### Work request
Everything from the first line of the records below through the line containing "use super::status::RunReport;" is to be retyped exactly; leave out the rest.

:: Exercise material

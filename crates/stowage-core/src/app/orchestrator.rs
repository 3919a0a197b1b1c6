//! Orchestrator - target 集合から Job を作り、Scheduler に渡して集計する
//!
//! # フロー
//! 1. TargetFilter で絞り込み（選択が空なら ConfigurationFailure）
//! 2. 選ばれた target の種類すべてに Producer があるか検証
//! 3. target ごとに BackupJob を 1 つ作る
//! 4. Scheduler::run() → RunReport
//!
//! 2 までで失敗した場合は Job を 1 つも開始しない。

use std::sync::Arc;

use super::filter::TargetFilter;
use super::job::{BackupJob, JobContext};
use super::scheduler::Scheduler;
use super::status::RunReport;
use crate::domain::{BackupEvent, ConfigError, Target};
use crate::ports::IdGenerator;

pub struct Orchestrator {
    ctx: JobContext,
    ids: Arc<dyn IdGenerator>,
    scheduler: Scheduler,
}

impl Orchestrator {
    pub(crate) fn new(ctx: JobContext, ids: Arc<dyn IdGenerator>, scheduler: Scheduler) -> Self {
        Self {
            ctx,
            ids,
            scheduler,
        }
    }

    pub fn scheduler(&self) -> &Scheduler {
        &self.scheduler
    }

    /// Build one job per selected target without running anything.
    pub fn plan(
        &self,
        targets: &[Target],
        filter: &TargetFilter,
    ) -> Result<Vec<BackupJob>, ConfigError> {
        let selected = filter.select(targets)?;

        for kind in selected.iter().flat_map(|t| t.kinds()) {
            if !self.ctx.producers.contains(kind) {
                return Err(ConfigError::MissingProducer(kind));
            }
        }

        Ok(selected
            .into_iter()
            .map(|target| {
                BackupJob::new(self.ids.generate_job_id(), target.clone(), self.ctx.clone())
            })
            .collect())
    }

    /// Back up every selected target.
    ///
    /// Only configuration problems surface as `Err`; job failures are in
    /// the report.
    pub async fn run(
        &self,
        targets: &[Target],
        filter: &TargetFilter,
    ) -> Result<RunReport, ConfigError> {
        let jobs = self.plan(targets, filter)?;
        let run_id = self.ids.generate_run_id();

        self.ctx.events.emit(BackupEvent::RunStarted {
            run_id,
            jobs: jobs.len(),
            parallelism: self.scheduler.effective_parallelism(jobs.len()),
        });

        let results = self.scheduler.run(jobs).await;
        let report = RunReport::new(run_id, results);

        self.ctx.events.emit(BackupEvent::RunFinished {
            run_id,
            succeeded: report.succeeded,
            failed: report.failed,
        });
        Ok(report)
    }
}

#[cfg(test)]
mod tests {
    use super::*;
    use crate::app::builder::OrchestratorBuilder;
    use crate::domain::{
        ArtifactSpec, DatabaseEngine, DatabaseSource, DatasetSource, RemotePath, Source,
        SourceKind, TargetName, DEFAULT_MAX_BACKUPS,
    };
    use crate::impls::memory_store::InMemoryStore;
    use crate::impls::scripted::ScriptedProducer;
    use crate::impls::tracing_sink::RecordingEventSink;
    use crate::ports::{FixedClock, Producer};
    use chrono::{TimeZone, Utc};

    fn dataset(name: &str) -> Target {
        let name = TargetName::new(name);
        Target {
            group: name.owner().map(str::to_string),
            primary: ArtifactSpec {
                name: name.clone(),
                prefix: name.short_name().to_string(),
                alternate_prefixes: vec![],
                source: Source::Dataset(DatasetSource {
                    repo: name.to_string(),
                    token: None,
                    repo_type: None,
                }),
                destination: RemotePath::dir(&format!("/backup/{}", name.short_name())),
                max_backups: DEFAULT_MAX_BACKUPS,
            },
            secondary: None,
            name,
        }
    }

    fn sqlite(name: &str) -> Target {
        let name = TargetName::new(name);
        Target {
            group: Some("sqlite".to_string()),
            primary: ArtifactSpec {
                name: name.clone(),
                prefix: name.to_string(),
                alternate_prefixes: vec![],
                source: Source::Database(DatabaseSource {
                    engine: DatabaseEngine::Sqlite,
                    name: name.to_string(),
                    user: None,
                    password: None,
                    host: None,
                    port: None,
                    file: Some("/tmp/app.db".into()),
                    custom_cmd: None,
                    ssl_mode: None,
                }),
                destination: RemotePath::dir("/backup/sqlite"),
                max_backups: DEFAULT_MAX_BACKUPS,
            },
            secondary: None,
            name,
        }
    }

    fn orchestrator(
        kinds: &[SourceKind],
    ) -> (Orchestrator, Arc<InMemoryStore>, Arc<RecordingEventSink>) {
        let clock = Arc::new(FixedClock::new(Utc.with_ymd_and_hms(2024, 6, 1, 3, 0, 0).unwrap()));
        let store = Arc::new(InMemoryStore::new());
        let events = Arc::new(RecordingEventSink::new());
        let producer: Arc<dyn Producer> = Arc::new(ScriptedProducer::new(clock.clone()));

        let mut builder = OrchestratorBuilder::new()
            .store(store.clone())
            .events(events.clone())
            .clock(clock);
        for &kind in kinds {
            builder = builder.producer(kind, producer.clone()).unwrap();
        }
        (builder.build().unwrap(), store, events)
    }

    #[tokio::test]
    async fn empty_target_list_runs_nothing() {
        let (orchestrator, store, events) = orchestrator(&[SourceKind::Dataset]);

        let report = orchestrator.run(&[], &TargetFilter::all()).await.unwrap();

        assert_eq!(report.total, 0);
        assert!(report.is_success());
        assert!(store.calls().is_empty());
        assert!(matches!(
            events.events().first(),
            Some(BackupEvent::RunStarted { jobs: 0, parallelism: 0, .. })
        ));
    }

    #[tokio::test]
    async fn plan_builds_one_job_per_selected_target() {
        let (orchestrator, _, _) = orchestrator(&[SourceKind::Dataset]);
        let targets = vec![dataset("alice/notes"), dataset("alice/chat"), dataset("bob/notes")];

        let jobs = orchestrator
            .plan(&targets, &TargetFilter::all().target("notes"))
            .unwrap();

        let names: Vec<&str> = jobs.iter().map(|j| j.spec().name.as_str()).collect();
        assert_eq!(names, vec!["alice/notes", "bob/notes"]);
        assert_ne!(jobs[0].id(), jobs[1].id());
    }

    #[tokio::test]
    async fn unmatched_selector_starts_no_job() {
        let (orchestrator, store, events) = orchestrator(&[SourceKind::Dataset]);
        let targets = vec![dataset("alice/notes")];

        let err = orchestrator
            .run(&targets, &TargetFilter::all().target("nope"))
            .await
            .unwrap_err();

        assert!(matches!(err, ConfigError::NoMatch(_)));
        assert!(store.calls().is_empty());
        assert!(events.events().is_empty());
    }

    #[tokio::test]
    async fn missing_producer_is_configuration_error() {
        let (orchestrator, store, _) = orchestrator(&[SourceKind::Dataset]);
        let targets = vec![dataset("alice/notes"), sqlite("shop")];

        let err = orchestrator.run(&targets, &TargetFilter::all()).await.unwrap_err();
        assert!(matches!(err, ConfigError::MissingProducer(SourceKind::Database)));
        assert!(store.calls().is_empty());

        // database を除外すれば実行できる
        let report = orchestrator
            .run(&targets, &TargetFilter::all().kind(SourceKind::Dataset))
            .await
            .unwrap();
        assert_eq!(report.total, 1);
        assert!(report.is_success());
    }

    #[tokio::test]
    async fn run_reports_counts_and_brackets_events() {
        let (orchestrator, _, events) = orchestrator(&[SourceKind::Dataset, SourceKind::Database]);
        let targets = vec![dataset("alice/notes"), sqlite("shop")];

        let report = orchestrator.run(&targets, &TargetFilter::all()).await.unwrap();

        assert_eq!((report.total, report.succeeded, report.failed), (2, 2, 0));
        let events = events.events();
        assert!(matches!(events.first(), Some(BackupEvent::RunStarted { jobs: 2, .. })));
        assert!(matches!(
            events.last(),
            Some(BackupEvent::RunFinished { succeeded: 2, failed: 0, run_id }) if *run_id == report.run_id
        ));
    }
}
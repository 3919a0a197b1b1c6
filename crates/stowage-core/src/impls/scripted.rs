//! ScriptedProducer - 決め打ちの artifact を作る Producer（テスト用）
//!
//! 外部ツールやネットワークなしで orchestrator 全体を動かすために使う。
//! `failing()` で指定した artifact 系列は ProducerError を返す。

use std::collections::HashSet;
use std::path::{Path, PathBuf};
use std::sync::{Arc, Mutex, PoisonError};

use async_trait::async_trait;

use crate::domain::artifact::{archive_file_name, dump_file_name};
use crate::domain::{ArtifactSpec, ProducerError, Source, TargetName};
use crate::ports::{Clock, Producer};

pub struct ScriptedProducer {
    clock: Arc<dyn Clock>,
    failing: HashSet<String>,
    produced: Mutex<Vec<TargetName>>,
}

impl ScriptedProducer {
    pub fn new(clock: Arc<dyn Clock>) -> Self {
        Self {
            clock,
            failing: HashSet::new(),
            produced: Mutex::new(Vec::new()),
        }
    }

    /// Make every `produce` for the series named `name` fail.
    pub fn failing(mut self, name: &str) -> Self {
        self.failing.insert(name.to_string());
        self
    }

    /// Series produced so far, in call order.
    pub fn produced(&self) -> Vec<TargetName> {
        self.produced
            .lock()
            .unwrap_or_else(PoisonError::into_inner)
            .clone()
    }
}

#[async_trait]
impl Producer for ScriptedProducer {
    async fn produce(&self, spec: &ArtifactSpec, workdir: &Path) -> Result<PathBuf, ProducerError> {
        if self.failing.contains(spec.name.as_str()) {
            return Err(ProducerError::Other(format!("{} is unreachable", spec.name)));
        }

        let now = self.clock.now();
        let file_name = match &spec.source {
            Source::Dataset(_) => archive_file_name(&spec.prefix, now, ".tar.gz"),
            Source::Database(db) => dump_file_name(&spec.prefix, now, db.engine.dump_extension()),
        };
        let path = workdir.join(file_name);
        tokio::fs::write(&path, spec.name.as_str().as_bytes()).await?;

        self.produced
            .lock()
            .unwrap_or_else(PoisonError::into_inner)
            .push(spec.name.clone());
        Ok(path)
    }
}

::::

### Task solution
filename crates/stowage-core/src/app/orchestrator.rs
repository 3919a0a197b1b1c6
//! Orchestrator - target 集合から Job を作り、Scheduler に渡して集計する
//!
//! # フロー
//! 1. TargetFilter で絞り込み（選択が空なら ConfigurationFailure）
//! 2. 選ばれた target の種類すべてに Producer があるか検証
//! 3. target ごとに BackupJob を 1 つ作る
//! 4. Scheduler::run() → RunReport
//!
//! 2 までで失敗した場合は Job を 1 つも開始しない。

use std::sync::Arc;

use super::filter::TargetFilter;
use super::job::{BackupJob, JobContext};
use super::scheduler::Scheduler;
use super::status::RunReport;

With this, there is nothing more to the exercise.